▶ _WHAT NEEDS TO BE DONE_
Pull out every line of the listing below where "OutputSame" appears.
DATASET: Begin
//! Ten-god (십신) relations between the day stem and every other glyph.
//!
//! A glyph's relation to the day stem is fixed by two facts:
//! - which of the five element relations holds (same, day generates glyph,
//!   glyph generates day, day overcomes glyph, glyph overcomes day), and
//! - whether the polarities match.
//!
//! The 5 × 2 pairs partition all comparisons into exactly ten categories.
//!
//! Branch glyphs are compared through the branch's own element and polarity
//! (Ja = Yang Water, Chuk = Yin Earth, ...), not through hidden stems.

use serde::Serialize;

use crate::branch::Branch;
use crate::element::{Element, Polarity};
use crate::pillar::{ALL_ROLES, FourPillars, PillarRole};
use crate::stem::Stem;

/// Element relation from the day stem's point of view.
#[derive(Debug, Clone, Copy, PartialEq, Eq, Hash, Serialize)]
pub enum RelationKind {
    /// Same element.
    Same,
    /// Day stem generates the glyph.
    GeneratesOut,
    /// Glyph generates the day stem.
    GeneratesIn,
    /// Day stem overcomes the glyph.
    OvercomesOut,
    /// Glyph overcomes the day stem.
    OvercomesIn,
}

/// Whether two glyphs share polarity.
#[derive(Debug, Clone, Copy, PartialEq, Eq, Hash, Serialize)]
pub enum PolarityMatch {
    Same,
    Different,
}

impl PolarityMatch {
    pub fn of(a: Polarity, b: Polarity) -> Self {
        if a == b { Self::Same } else { Self::Different }
    }
}

/// Relation kind between the day stem's element and another element.
///
/// Total: any two distinct elements stand in exactly one of the four
/// directed relations.
pub const fn relation_kind(day: Element, other: Element) -> RelationKind {
    if day as u8 == other as u8 {
        RelationKind::Same
    } else if day.generates() as u8 == other as u8 {
        RelationKind::GeneratesOut
    } else if other.generates() as u8 == day as u8 {
        RelationKind::GeneratesIn
    } else if day.overcomes() as u8 == other as u8 {
        RelationKind::OvercomesOut
    } else {
        RelationKind::OvercomesIn
    }
}

/// The ten relational categories.
#[derive(Debug, Clone, Copy, PartialEq, Eq, Hash, PartialOrd, Ord, Serialize)]
pub enum TenGod {
    /// 비견: same element, same polarity.
    Peer,
    /// 겁재: same element, different polarity.
    Rival,
    /// 식신: day generates glyph, same polarity.
    OutputSame,
    /// 상관: day generates glyph, different polarity.
    OutputDiff,
    /// 편재: day overcomes glyph, same polarity.
    AssertSame,
    /// 정재: day overcomes glyph, different polarity.
    AssertDiff,
    /// 편관: glyph overcomes day, same polarity.
    PressureSame,
    /// 정관: glyph overcomes day, different polarity.
    PressureDiff,
    /// 편인: glyph generates day, same polarity.
    InputSame,
    /// 정인: glyph generates day, different polarity.
    InputDiff,
}

/// All 10 ten-god categories in order.
pub const ALL_TEN_GODS: [TenGod; 10] = [
    TenGod::Peer,
    TenGod::Rival,
    TenGod::OutputSame,
    TenGod::OutputDiff,
    TenGod::AssertSame,
    TenGod::AssertDiff,
    TenGod::PressureSame,
    TenGod::PressureDiff,
    TenGod::InputSame,
    TenGod::InputDiff,
];

impl TenGod {
    pub const fn index(self) -> u8 {
        match self {
            Self::Peer => 0,
            Self::Rival => 1,
            Self::OutputSame => 2,
            Self::OutputDiff => 3,
            Self::AssertSame => 4,
            Self::AssertDiff => 5,
            Self::PressureSame => 6,
            Self::PressureDiff => 7,
            Self::InputSame => 8,
            Self::InputDiff => 9,
        }
    }

    /// Category for a relation kind and polarity match.
    pub const fn from_parts(kind: RelationKind, polarity: PolarityMatch) -> Self {
        use PolarityMatch as P;
        use RelationKind as K;
        match (kind, polarity) {
            (K::Same, P::Same) => Self::Peer,
            (K::Same, P::Different) => Self::Rival,
            (K::GeneratesOut, P::Same) => Self::OutputSame,
            (K::GeneratesOut, P::Different) => Self::OutputDiff,
            (K::OvercomesOut, P::Same) => Self::AssertSame,
            (K::OvercomesOut, P::Different) => Self::AssertDiff,
            (K::OvercomesIn, P::Same) => Self::PressureSame,
            (K::OvercomesIn, P::Different) => Self::PressureDiff,
            (K::GeneratesIn, P::Same) => Self::InputSame,
            (K::GeneratesIn, P::Different) => Self::InputDiff,
        }
    }

    /// Inverse of [`from_parts`](Self::from_parts).
    pub const fn parts(self) -> (RelationKind, PolarityMatch) {
        use PolarityMatch as P;
        use RelationKind as K;
        match self {
            Self::Peer => (K::Same, P::Same),
            Self::Rival => (K::Same, P::Different),
            Self::OutputSame => (K::GeneratesOut, P::Same),
            Self::OutputDiff => (K::GeneratesOut, P::Different),
            Self::AssertSame => (K::OvercomesOut, P::Same),
            Self::AssertDiff => (K::OvercomesOut, P::Different),
            Self::PressureSame => (K::OvercomesIn, P::Same),
            Self::PressureDiff => (K::OvercomesIn, P::Different),
            Self::InputSame => (K::GeneratesIn, P::Same),
            Self::InputDiff => (K::GeneratesIn, P::Different),
        }
    }

    /// Hangul name.
    pub const fn hangul(self) -> &'static str {
        match self {
            Self::Peer => "비견",
            Self::Rival => "겁재",
            Self::OutputSame => "식신",
            Self::OutputDiff => "상관",
            Self::AssertSame => "편재",
            Self::AssertDiff => "정재",
            Self::PressureSame => "편관",
            Self::PressureDiff => "정관",
            Self::InputSame => "편인",
            Self::InputDiff => "정인",
        }
    }

    pub const fn name(self) -> &'static str {
        match self {
            Self::Peer => "Peer",
            Self::Rival => "Rival",
            Self::OutputSame => "Output-Same",
            Self::OutputDiff => "Output-Diff",
            Self::AssertSame => "Assert-Same",
            Self::AssertDiff => "Assert-Diff",
            Self::PressureSame => "Pressure-Same",
            Self::PressureDiff => "Pressure-Diff",
            Self::InputSame => "Input-Same",
            Self::InputDiff => "Input-Diff",
        }
    }
}

/// One of the eight glyphs of a chart.
#[derive(Debug, Clone, Copy, PartialEq, Eq, Hash, Serialize)]
pub enum Glyph {
    Stem(Stem),
    Branch(Branch),
}

impl Glyph {
    pub const fn element(self) -> Element {
        match self {
            Self::Stem(s) => s.element(),
            Self::Branch(b) => b.element(),
        }
    }

    pub const fn polarity(self) -> Polarity {
        match self {
            Self::Stem(s) => s.polarity(),
            Self::Branch(b) => b.polarity(),
        }
    }

    pub const fn hanja(self) -> &'static str {
        match self {
            Self::Stem(s) => s.hanja(),
            Self::Branch(b) => b.hanja(),
        }
    }
}

/// Ten-god category of `glyph` relative to `day_stem`.
pub fn ten_god(day_stem: Stem, glyph: Glyph) -> TenGod {
    let kind = relation_kind(day_stem.element(), glyph.element());
    let polarity = PolarityMatch::of(day_stem.polarity(), glyph.polarity());
    TenGod::from_parts(kind, polarity)
}

/// A glyph together with the pillar it sits in.
#[derive(Debug, Clone, Copy, PartialEq, Eq, Serialize)]
pub struct PlacedGlyph {
    pub role: PillarRole,
    pub glyph: Glyph,
}

/// All eight glyphs in chart order (each pillar's stem, then its branch).
pub fn glyphs(pillars: &FourPillars) -> [PlacedGlyph; 8] {
    let mut out = [PlacedGlyph {
        role: PillarRole::Year,
        glyph: Glyph::Stem(Stem::Gap),
    }; 8];
    for role in ALL_ROLES {
        let p = pillars.get(role);
        let i = role.index() as usize * 2;
        out[i] = PlacedGlyph {
            role,
            glyph: Glyph::Stem(p.stem),
        };
        out[i + 1] = PlacedGlyph {
            role,
            glyph: Glyph::Branch(p.branch),
        };
    }
    out
}

/// The seven glyphs compared against the day stem (every glyph except the
/// day stem itself), each with its ten-god category.
pub fn ten_gods(pillars: &FourPillars) -> Vec<(PlacedGlyph, TenGod)> {
    let day_stem = pillars.day_stem();
    glyphs(pillars)
        .into_iter()
        .filter(|g| !(g.role == PillarRole::Day && matches!(g.glyph, Glyph::Stem(_))))
        .map(|g| (g, ten_god(day_stem, g.glyph)))
        .collect()
}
DATASET: End
▶ _TASK ANSWER_
    OutputSame,
    TenGod::OutputSame,
            Self::OutputSame => 2,
            (K::GeneratesOut, P::Same) => Self::OutputSame,
            Self::OutputSame => (K::GeneratesOut, P::Same),
            Self::OutputSame => "식신",
            Self::OutputSame => "Output-Same",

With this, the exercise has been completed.